L’Authority e Torino

settembre 19, 1997


Pubblicato In: Giornali, La Stampa


Risposta alla lettera di Ida Vana, presidente Api Torino e Provincia.

La relazione tra ospitare la sede dell’Autorità ed acquisire per questo il titolo di «polo di svilup­po industriale delle telecomuni­cazioni» non sussiste: a meno che non si intenda trasferire per legge a Torino le sedi di Telecom, Me­diaset e Pirelli. Chiarissima inve­ce è la relazione tra le decisioni che l’Autorità assumerà e lo svi­luppo del settore: e su questo non c’è, spero, alcun dissenso con gli amici dell’Api.

La lettera di Ida Valli alla Stampa.

A proposito dell’Autorità sulle Co­municazioni, ho letto sulla Stam­pa di martedì 16 settembre che «è davvero tutto il capoluogo pie­montese, nel suo insieme di enti e forze amministrative, politiche, sociali, economiche a sostenere la candidatura».

Peccato che vi sia un’eccezione: il Senatore Franco Debenedetti, sulla prima pagina dello stesso giornale, si sforza di demolire (quasi) tutti i validi argomenti che la città ha presentato a sostegno della propria candidatura, pur precisando che sarà molto lieto se Torino sarà la sede prescelta. Se­condo il Senatore la città e il Pie­monte avanzano «altre ben più fondate richieste», l’interesse di Torino ad avere l’Autorità sareb­be «tutto sommato modesto», la nostra candidatura è un’offerta, non una richiesta.
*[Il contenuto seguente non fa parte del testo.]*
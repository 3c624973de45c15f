//! Application state wiring user actions to engine passes.

use std::path::{Path, PathBuf};

use crate::color::Theme;
use crate::engine::AlignmentMatrix;
use crate::report;

/// Input mode.
#[derive(Debug, Clone, Copy, PartialEq, Eq, Default)]
pub enum Mode {
    #[default]
    Normal,
    Command,
}

impl Mode {
    pub fn as_str(&self) -> &'static str {
        match self {
            Mode::Normal => "NORMAL",
            Mode::Command => "COMMAND",
        }
    }
}

/// Terminal background theme.
#[derive(Debug, Clone, Copy, PartialEq, Eq, Default)]
pub enum TerminalTheme {
    Light,
    #[default]
    Dark,
}

/// Application state.
pub struct App {
    /// The alignment matrix; single source of truth for visibility and
    /// band state.
    pub matrix: AlignmentMatrix,
    /// Alignment file path (if loaded).
    pub file_path: Option<PathBuf>,

    /// Current threshold (the slider value).
    pub threshold: f64,
    /// Threshold restored by the reset action.
    pub default_threshold: f64,
    /// Whether conservation coloring is active.
    pub conservation: bool,
    /// Whether nucleotide foreground highlighting is active. Purely
    /// cosmetic: it never touches the matrix.
    pub nucleotide_highlight: bool,

    /// Viewport offset into the visible rows.
    pub viewport_row: usize,
    /// Viewport offset into the visible columns.
    pub viewport_col: usize,

    /// Current input mode.
    pub mode: Mode,
    /// Command line buffer (for command mode).
    pub command_buffer: String,
    /// Status message.
    pub status_message: Option<String>,

    /// Should quit.
    pub should_quit: bool,
    /// Show help overlay.
    pub show_help: bool,

    pub terminal_theme: TerminalTheme,
    pub theme: Theme,
}

impl App {
    pub fn new(threshold: f64, theme: Theme) -> Self {
        Self {
            matrix: AlignmentMatrix::empty(),
            file_path: None,
            threshold,
            default_threshold: threshold,
            conservation: false,
            nucleotide_highlight: false,
            viewport_row: 0,
            viewport_col: 0,
            mode: Mode::Normal,
            command_buffer: String::new(),
            status_message: None,
            should_quit: false,
            show_help: false,
            terminal_theme: TerminalTheme::Dark,
            theme,
        }
    }

    /// Load an alignment (and optional outlist) and run the initial
    /// filtering pass.
    pub fn load_report(&mut self, align: &Path, outlist: Option<&Path>) -> Result<(), String> {
        let matrix = report::load_report(align, outlist).map_err(|e| e.to_string())?;
        self.matrix = matrix;
        self.file_path = Some(align.to_path_buf());
        self.viewport_row = 0;
        self.viewport_col = 0;
        self.apply_threshold(self.threshold);
        Ok(())
    }

    /// Run a full filtering pass at the given threshold, re-running the
    /// conservation pass if coloring is active.
    pub fn apply_threshold(&mut self, threshold: f64) {
        self.threshold = threshold;
        let summary = self.matrix.set_threshold(threshold);
        if self.conservation {
            self.matrix.show_conservation(threshold);
        }
        self.clamp_viewport();
        self.set_status(format!(
            "threshold {:.1}: {} rows, {} columns",
            threshold,
            summary.visible_rows.len(),
            self.matrix.width() - summary.hidden_columns.len()
        ));
    }

    /// Restore the default threshold (the original page's reset button).
    pub fn reset_threshold(&mut self) {
        self.apply_threshold(self.default_threshold);
    }

    /// Nudge the threshold by `delta` bits and refilter.
    pub fn adjust_threshold(&mut self, delta: f64) {
        self.apply_threshold(self.threshold + delta);
    }

    /// Toggle conservation coloring at the current threshold.
    pub fn toggle_conservation(&mut self) {
        if self.conservation {
            self.hide_conservation();
        } else {
            self.show_conservation(self.threshold);
        }
    }

    pub fn show_conservation(&mut self, threshold: f64) {
        self.conservation = true;
        self.threshold = threshold;
        let painted = self.matrix.show_conservation(threshold);
        self.clamp_viewport();
        self.set_status(format!("conservation on: {painted} cells banded"));
    }

    pub fn hide_conservation(&mut self) {
        self.conservation = false;
        self.matrix.hide_conservation();
        self.set_status("conservation off");
    }

    /// Flip nucleotide highlighting. Display-only.
    pub fn toggle_nucleotide_highlight(&mut self) {
        self.nucleotide_highlight = !self.nucleotide_highlight;
        self.set_status(if self.nucleotide_highlight {
            "nucleotide highlight on"
        } else {
            "nucleotide highlight off"
        });
    }

    // === Viewport ===

    pub fn scroll_up(&mut self, n: usize) {
        self.viewport_row = self.viewport_row.saturating_sub(n);
    }

    pub fn scroll_down(&mut self, n: usize) {
        self.viewport_row = (self.viewport_row + n)
            .min(self.matrix.visible_row_count().saturating_sub(1));
    }

    pub fn scroll_left(&mut self, n: usize) {
        self.viewport_col = self.viewport_col.saturating_sub(n);
    }

    pub fn scroll_right(&mut self, n: usize) {
        self.viewport_col = (self.viewport_col + n)
            .min(self.matrix.visible_column_count().saturating_sub(1));
    }

    pub fn scroll_top(&mut self) {
        self.viewport_row = 0;
    }

    pub fn scroll_bottom(&mut self) {
        self.viewport_row = self.matrix.visible_row_count().saturating_sub(1);
    }

    pub fn scroll_line_start(&mut self) {
        self.viewport_col = 0;
    }

    /// Re-clamp viewport offsets after a pass changes visibility.
    fn clamp_viewport(&mut self) {
        self.viewport_row = self
            .viewport_row
            .min(self.matrix.visible_row_count().saturating_sub(1));
        self.viewport_col = self
            .viewport_col
            .min(self.matrix.visible_column_count().saturating_sub(1));
    }

    // === Command mode ===

    pub fn enter_command_mode(&mut self) {
        self.mode = Mode::Command;
        self.command_buffer.clear();
    }

    pub fn cancel_command_mode(&mut self) {
        self.mode = Mode::Normal;
        self.command_buffer.clear();
    }

    /// Execute the buffered `:` command.
    pub fn execute_command(&mut self) {
        let command = std::mem::take(&mut self.command_buffer);
        self.mode = Mode::Normal;

        let parts: Vec<&str> = command.split_whitespace().collect();
        match parts.as_slice() {
            [] => {}
            ["q" | "quit"] => self.should_quit = true,
            ["threshold" | "t", value] => match value.parse::<f64>() {
                Ok(threshold) => {
                    self.apply_threshold(threshold);
                }
                Err(_) => self.set_status(format!("Invalid threshold: {value}")),
            },
            ["reset"] => self.reset_threshold(),
            ["conservation" | "cons"] => self.toggle_conservation(),
            ["conservation" | "cons", value] => match value.parse::<f64>() {
                Ok(threshold) => self.show_conservation(threshold),
                Err(_) => self.set_status(format!("Invalid threshold: {value}")),
            },
            ["plain"] => self.hide_conservation(),
            ["highlight" | "hl"] => self.toggle_nucleotide_highlight(),
            ["help"] => self.show_help = true,
            _ => self.set_status(format!("Unknown command: {command}")),
        }
    }

    // === Status ===

    pub fn set_status(&mut self, message: impl Into<String>) {
        self.status_message = Some(message.into());
    }

    pub fn clear_status(&mut self) {
        self.status_message = None;
    }
}

#[cfg(test)]
mod tests {
    use super::*;
    use crate::engine::Row;

    fn test_app() -> App {
        let rows = vec![
            Row::new("SS_cons", None, "<<..>>"),
            Row::new("seq1", Some(30.0), "AC..GU"),
            Row::new("seq2", Some(20.0), "ACGUGU"),
        ];
        let mut app = App::new(25.0, Theme::default());
        app.matrix = AlignmentMatrix::new(rows, 1).unwrap();
        app
    }

    #[test]
    fn test_threshold_command() {
        let mut app = test_app();
        app.command_buffer = "t 25".to_string();
        app.execute_command();
        assert_eq!(app.threshold, 25.0);
        assert_eq!(app.matrix.visible_row_indices(), vec![0, 1]);
        assert_eq!(app.matrix.hidden_column_indices(), vec![2, 3]);
    }

    #[test]
    fn test_reset_restores_default() {
        let mut app = test_app();
        app.apply_threshold(100.0);
        app.reset_threshold();
        assert_eq!(app.threshold, 25.0);
    }

    #[test]
    fn test_conservation_toggle_resets_bands() {
        let mut app = test_app();
        app.apply_threshold(10.0);
        app.toggle_conservation();
        assert!(app.conservation);
        let banded: usize = app
            .matrix
            .rows()
            .iter()
            .flat_map(|r| r.symbols())
            .filter(|s| s.band.is_some())
            .count();
        assert!(banded > 0);

        app.toggle_conservation();
        assert!(!app.conservation);
        let banded: usize = app
            .matrix
            .rows()
            .iter()
            .flat_map(|r| r.symbols())
            .filter(|s| s.band.is_some())
            .count();
        assert_eq!(banded, 0);
    }

    #[test]
    fn test_highlight_is_cosmetic() {
        let mut app = test_app();
        app.apply_threshold(25.0);
        let before_rows = app.matrix.visible_row_indices();
        let before_cols = app.matrix.hidden_column_indices();
        app.toggle_nucleotide_highlight();
        assert!(app.nucleotide_highlight);
        assert_eq!(app.matrix.visible_row_indices(), before_rows);
        assert_eq!(app.matrix.hidden_column_indices(), before_cols);
    }

    #[test]
    fn test_unknown_command_reports_status() {
        let mut app = test_app();
        app.command_buffer = "bogus".to_string();
        app.execute_command();
        assert!(app.status_message.as_deref().unwrap().starts_with("Unknown"));
    }
}
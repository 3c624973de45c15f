//! Key handling.

use ratatui::crossterm::event::{KeyCode, KeyEvent, KeyModifiers};

use crate::app::{App, Mode};

/// Handle a key event.
pub fn handle_key(app: &mut App, key: KeyEvent, page_size: usize) {
    // Close help overlay on any keypress
    if app.show_help {
        app.show_help = false;
        return;
    }

    match app.mode {
        Mode::Normal => handle_normal_mode(app, key, page_size),
        Mode::Command => handle_command_mode(app, key),
    }
}

/// Handle keys in normal mode.
fn handle_normal_mode(app: &mut App, key: KeyEvent, page_size: usize) {
    app.clear_status();

    match (key.modifiers, key.code) {
        // Quit
        (KeyModifiers::NONE, KeyCode::Char('q')) => {
            app.should_quit = true;
        }

        // Command mode
        (KeyModifiers::NONE | KeyModifiers::SHIFT, KeyCode::Char(':')) => {
            app.enter_command_mode();
        }

        // Help overlay
        (KeyModifiers::NONE | KeyModifiers::SHIFT, KeyCode::Char('?')) => {
            app.show_help = true;
        }

        // Scrolling - basic
        (KeyModifiers::NONE, KeyCode::Char('h') | KeyCode::Left) => {
            app.scroll_left(1);
        }
        (KeyModifiers::NONE, KeyCode::Char('j') | KeyCode::Down) => {
            app.scroll_down(1);
        }
        (KeyModifiers::NONE, KeyCode::Char('k') | KeyCode::Up) => {
            app.scroll_up(1);
        }
        (KeyModifiers::NONE, KeyCode::Char('l') | KeyCode::Right) => {
            app.scroll_right(1);
        }

        // Scrolling - paging
        (KeyModifiers::CONTROL, KeyCode::Char('f')) | (KeyModifiers::NONE, KeyCode::PageDown) => {
            app.scroll_down(page_size);
        }
        (KeyModifiers::CONTROL, KeyCode::Char('b')) | (KeyModifiers::NONE, KeyCode::PageUp) => {
            app.scroll_up(page_size);
        }

        // Scrolling - document
        (KeyModifiers::NONE, KeyCode::Char('g')) | (KeyModifiers::NONE, KeyCode::Home) => {
            app.scroll_top();
        }
        (KeyModifiers::SHIFT, KeyCode::Char('G')) | (KeyModifiers::NONE, KeyCode::End) => {
            app.scroll_bottom();
        }
        (KeyModifiers::NONE, KeyCode::Char('0')) => {
            app.scroll_line_start();
        }

        // Threshold nudging (the slider, one bit per press)
        (KeyModifiers::NONE | KeyModifiers::SHIFT, KeyCode::Char('+')) => {
            app.adjust_threshold(1.0);
        }
        (KeyModifiers::NONE, KeyCode::Char('-')) => {
            app.adjust_threshold(-1.0);
        }

        // Reset threshold (the reset button)
        (KeyModifiers::NONE, KeyCode::Char('r')) => {
            app.reset_threshold();
        }

        // Conservation coloring toggle
        (KeyModifiers::NONE, KeyCode::Char('c')) => {
            app.toggle_conservation();
        }

        // Nucleotide highlight toggle (the toggle-columns button)
        (KeyModifiers::NONE, KeyCode::Char('x')) => {
            app.toggle_nucleotide_highlight();
        }

        _ => {}
    }
}

/// Handle keys in command mode.
fn handle_command_mode(app: &mut App, key: KeyEvent) {
    match key.code {
        KeyCode::Esc => {
            app.cancel_command_mode();
        }
        KeyCode::Enter => {
            app.execute_command();
        }
        KeyCode::Backspace => {
            if app.command_buffer.pop().is_none() {
                app.cancel_command_mode();
            }
        }
        KeyCode::Char(c) => {
            app.command_buffer.push(c);
        }
        _ => {}
    }
}
//! Alignment analysis engine.
//!
//! Three passes over a shared [`matrix::AlignmentMatrix`]: score-threshold
//! row filtering, gap-driven column collapsing, and per-column nucleotide
//! conservation banding. Each user action runs one full synchronous pass;
//! the `&mut` receiver is the single-writer guarantee.

pub mod collapse;
pub mod conservation;
pub mod filter;
pub mod matrix;

pub use matrix::{
    AlignmentMatrix, Band, FilterState, FilterSummary, MatrixError, Nucleotide, Row, Symbol,
    DEFAULT_GA_THRESHOLD,
};
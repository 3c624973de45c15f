//! TUI rendering with ratatui.

use ratatui::{
    Frame,
    layout::{Constraint, Direction, Layout, Rect},
    style::{Color, Modifier, Style},
    text::{Line, Span},
    widgets::{Block, Borders, Clear, Paragraph},
};

use crate::app::{App, Mode, TerminalTheme};
use crate::color::{BANDED_FG, band_color, base_color};
use crate::engine::Band;

/// Render the application UI.
pub fn render(frame: &mut Frame, app: &App) {
    let chunks = Layout::default()
        .direction(Direction::Vertical)
        .constraints([
            Constraint::Min(3),    // Alignment grid
            Constraint::Length(1), // Status bar
            Constraint::Length(1), // Command/message line
        ])
        .split(frame.area());

    render_grid(frame, app, chunks[0]);
    render_status_bar(frame, app, chunks[1]);
    render_command_line(frame, app, chunks[2]);

    if app.show_help {
        render_help(frame);
    }
}

/// Rows of the grid pane usable for alignment lines (borders excluded).
pub fn page_size(area: Rect) -> usize {
    (area.height as usize).saturating_sub(4)
}

/// Width reserved for the score column, including trailing space.
const SCORE_WIDTH: usize = 8;

/// Width of the ID column (without its trailing space).
fn id_column_width(app: &App) -> usize {
    app.matrix
        .rows()
        .iter()
        .map(|r| r.id.len())
        .max()
        .unwrap_or(0)
        .clamp(8, 24)
}

/// Bit score under a click at `(x, y)`, if it landed on the score
/// column of a visible row. `area` is the full frame.
///
/// Mirrors the grid geometry of `render_grid`: one border cell around
/// the pane, then the ID column, then the score column.
pub fn score_at(app: &App, area: Rect, x: u16, y: u16) -> Option<f64> {
    let grid = Rect {
        height: area.height.saturating_sub(2),
        ..area
    };
    if grid.height < 3 || grid.width < 3 {
        return None;
    }
    let inner = Rect::new(
        grid.x + 1,
        grid.y + 1,
        grid.width - 2,
        grid.height - 2,
    );
    if y < inner.y || y >= inner.y + inner.height {
        return None;
    }

    let score_start = inner.x as usize + id_column_width(app) + 1;
    if (x as usize) < score_start || (x as usize) >= score_start + SCORE_WIDTH {
        return None;
    }

    let line = (y - inner.y) as usize;
    let row_index = *app
        .matrix
        .visible_row_indices()
        .get(app.viewport_row + line)?;
    app.matrix.rows()[row_index].score
}

/// Render the alignment grid: visible rows only, collapsed columns
/// skipped, conservation bands as backgrounds.
fn render_grid(frame: &mut Frame, app: &App, area: Rect) {
    let title = format!(
        " {} [GA {:.1}] ",
        app.file_path
            .as_ref()
            .map(|p| p.display().to_string())
            .unwrap_or_else(|| "[No file]".to_string()),
        app.threshold
    );

    let block = Block::default()
        .borders(Borders::ALL)
        .border_style(Style::default().fg(Color::Cyan))
        .title(title);
    let inner = block.inner(area);
    frame.render_widget(block, area);

    if app.matrix.num_rows() == 0 {
        render_splash(frame, inner);
        return;
    }

    let id_width = id_column_width(app);
    let seq_width = (inner.width as usize).saturating_sub(id_width + 1 + SCORE_WIDTH);

    let visible_rows: Vec<usize> = app.matrix.visible_row_indices();
    let visible_cols: Vec<usize> = (0..app.matrix.width())
        .filter(|&c| !app.matrix.is_column_hidden(c))
        .collect();

    let mut lines: Vec<Line> = Vec::new();
    for &row_index in visible_rows
        .iter()
        .skip(app.viewport_row)
        .take(inner.height as usize)
    {
        let row = &app.matrix.rows()[row_index];
        let is_annotation = row_index < app.matrix.header_rows();

        let id_style = if is_annotation {
            Style::default().fg(app.theme.annotation.to_color())
        } else {
            Style::default().add_modifier(Modifier::BOLD)
        };
        let mut truncated = row.id.clone();
        truncated.truncate(id_width);
        let score_text = match row.score {
            Some(score) => format!("{:>7.1} ", score),
            None => " ".repeat(SCORE_WIDTH),
        };

        let mut spans = vec![
            Span::styled(format!("{truncated:<id_width$} "), id_style),
            Span::styled(score_text, Style::default().fg(Color::DarkGray)),
        ];

        for &col in visible_cols.iter().skip(app.viewport_col).take(seq_width) {
            let symbol = row.symbols()[col];
            let style = cell_style(app, symbol.ch, symbol.band, is_annotation);
            spans.push(Span::styled(symbol.ch.to_string(), style));
        }
        lines.push(Line::from(spans));
    }

    frame.render_widget(Paragraph::new(lines), inner);
}

/// Style one alignment cell. Band backgrounds win over nucleotide
/// highlighting; annotation rows are always plain.
fn cell_style(app: &App, ch: char, band: Option<Band>, is_annotation: bool) -> Style {
    if is_annotation {
        return Style::default().fg(app.theme.annotation.to_color());
    }
    if let Some(band) = band {
        return Style::default()
            .bg(band_color(band, &app.theme))
            .fg(BANDED_FG);
    }
    if app.nucleotide_highlight
        && let Some(color) = base_color(ch)
    {
        return Style::default().fg(color);
    }
    Style::default()
}

fn render_splash(frame: &mut Frame, area: Rect) {
    let lines = vec![
        Line::from(""),
        Line::from(Span::styled(
            "rfview",
            Style::default().add_modifier(Modifier::BOLD),
        )),
        Line::from(""),
        Line::from("Open an alignment: rfview ALIGN --outlist OUTLIST"),
        Line::from("Press ? for help, q to quit"),
    ];
    frame.render_widget(Paragraph::new(lines).centered(), area);
}

fn render_status_bar(frame: &mut Frame, app: &App, area: Rect) {
    let fg = match app.terminal_theme {
        TerminalTheme::Light => Color::Black,
        TerminalTheme::Dark => Color::White,
    };
    let mut flags = String::new();
    if app.conservation {
        flags.push_str(" [cons]");
    }
    if app.nucleotide_highlight {
        flags.push_str(" [hl]");
    }
    let status = format!(
        " {} | GA {:.1} | rows {}/{} | cols {}/{}{}",
        app.mode.as_str(),
        app.threshold,
        app.matrix.visible_row_count(),
        app.matrix.num_rows(),
        app.matrix.visible_column_count(),
        app.matrix.width(),
        flags
    );
    let style = Style::default().fg(fg).bg(app.theme.status_bg.to_color());
    frame.render_widget(Paragraph::new(status).style(style), area);
}

fn render_command_line(frame: &mut Frame, app: &App, area: Rect) {
    let text = match app.mode {
        Mode::Command => format!(":{}", app.command_buffer),
        Mode::Normal => app.status_message.clone().unwrap_or_default(),
    };
    frame.render_widget(Paragraph::new(text), area);
}

const HELP_TEXT: &str = "\
  h j k l / arrows   scroll
  Ctrl-f / Ctrl-b    page down / up
  g / G              first / last row
  + / -              raise / lower threshold by 1 bit
  r                  reset threshold to default
  click a score      set threshold to that row's bit score
  c                  toggle conservation coloring
  x                  toggle nucleotide highlighting
  :t N               set threshold to N bits
  :cons [N]          conservation coloring (optionally at threshold N)
  :plain             clear conservation coloring
  :hl                toggle nucleotide highlighting
  q / :q             quit";

fn render_help(frame: &mut Frame) {
    let area = centered_rect(54, 18, frame.area());
    let block = Block::default()
        .borders(Borders::ALL)
        .title(" Help (any key to close) ");
    frame.render_widget(Clear, area);
    frame.render_widget(Paragraph::new(HELP_TEXT).block(block), area);
}

/// Fixed-size rect centered in `area`.
fn centered_rect(width: u16, height: u16, area: Rect) -> Rect {
    let width = width.min(area.width);
    let height = height.min(area.height);
    Rect::new(
        area.x + (area.width - width) / 2,
        area.y + (area.height - height) / 2,
        width,
        height,
    )
}

#[cfg(test)]
mod tests {
    use super::*;
    use crate::color::Theme;
    use crate::engine::{AlignmentMatrix, Row};

    fn test_app() -> App {
        let rows = vec![
            Row::new("seq1", Some(30.0), "ACGU"),
            Row::new("seq2", Some(20.0), "ACGU"),
            Row::new("seed1", None, "ACGU"),
        ];
        let mut app = App::new(25.0, Theme::default());
        app.matrix = AlignmentMatrix::new(rows, 0).unwrap();
        app.apply_threshold(25.0);
        app
    }

    #[test]
    fn test_score_click_hits_score_column() {
        let app = test_app();
        let area = Rect::new(0, 0, 80, 24);
        // IDs pad to 8 columns, so scores start at x = 1 + 8 + 1.
        assert_eq!(score_at(&app, area, 10, 1), Some(30.0));
        // seq2 is filtered out at 25 bits; the second visible line is
        // the unscored seed row.
        assert_eq!(score_at(&app, area, 10, 2), None);
    }

    #[test]
    fn test_score_click_outside_column_ignored() {
        let app = test_app();
        let area = Rect::new(0, 0, 80, 24);
        // ID column.
        assert_eq!(score_at(&app, area, 3, 1), None);
        // Sequence area.
        assert_eq!(score_at(&app, area, 30, 1), None);
        // Border row.
        assert_eq!(score_at(&app, area, 10, 0), None);
    }

    #[test]
    fn test_score_click_honors_viewport_offset() {
        let mut app = test_app();
        app.apply_threshold(10.0);
        app.viewport_row = 1;
        let area = Rect::new(0, 0, 80, 24);
        // First rendered line is now seq2.
        assert_eq!(score_at(&app, area, 10, 1), Some(20.0));
    }

    #[test]
    fn test_score_click_past_last_row_ignored() {
        let app = test_app();
        let area = Rect::new(0, 0, 80, 24);
        assert_eq!(score_at(&app, area, 10, 15), None);
    }
}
Non intendo appellarmi allo spirito di patria (torinese) per condannare un articolo che avrà trovato certamente lettori attenti, né voglio riprendere le «ragioni per scegliere Torino», che sono state presentate nei giorni scorsi in modo più che convincente. Mi limito a due osservazioni: innan­zitutto candidare Torino come se­de dell’Autorità non è una richie­sta estemporanea che la città fa al potere centrale, ma rientra in un’idea complessiva di sviluppo della città e del Paese.

Credo in un «sistema Italia» fat­to di città – e di aree – con vocazio­ni industriali precise. In questo contesto Torino si candida ad es­sere il nodo della «capitale retico­lare» ed il polo di sviluppo indu­striale con vocazione sulle teleco­municazioni. Questo è il vero con­tributo che la città può offrire al Paese.

In secondo luogo ritengo impor­tante il fatto che inizi a maturare nella società torinese, e più in generale in Piemonte, la capacità di collaborare, al di là degli steccati ideologici e degli interessi parti­colaristici ad un progetto comune, utile a Torino e, quindi, al nostro Paese.

Quando questo avviene, la vo­lontà di qualcuno di differenziarsi ad ogni costo mi lascia franca­mente perplessa.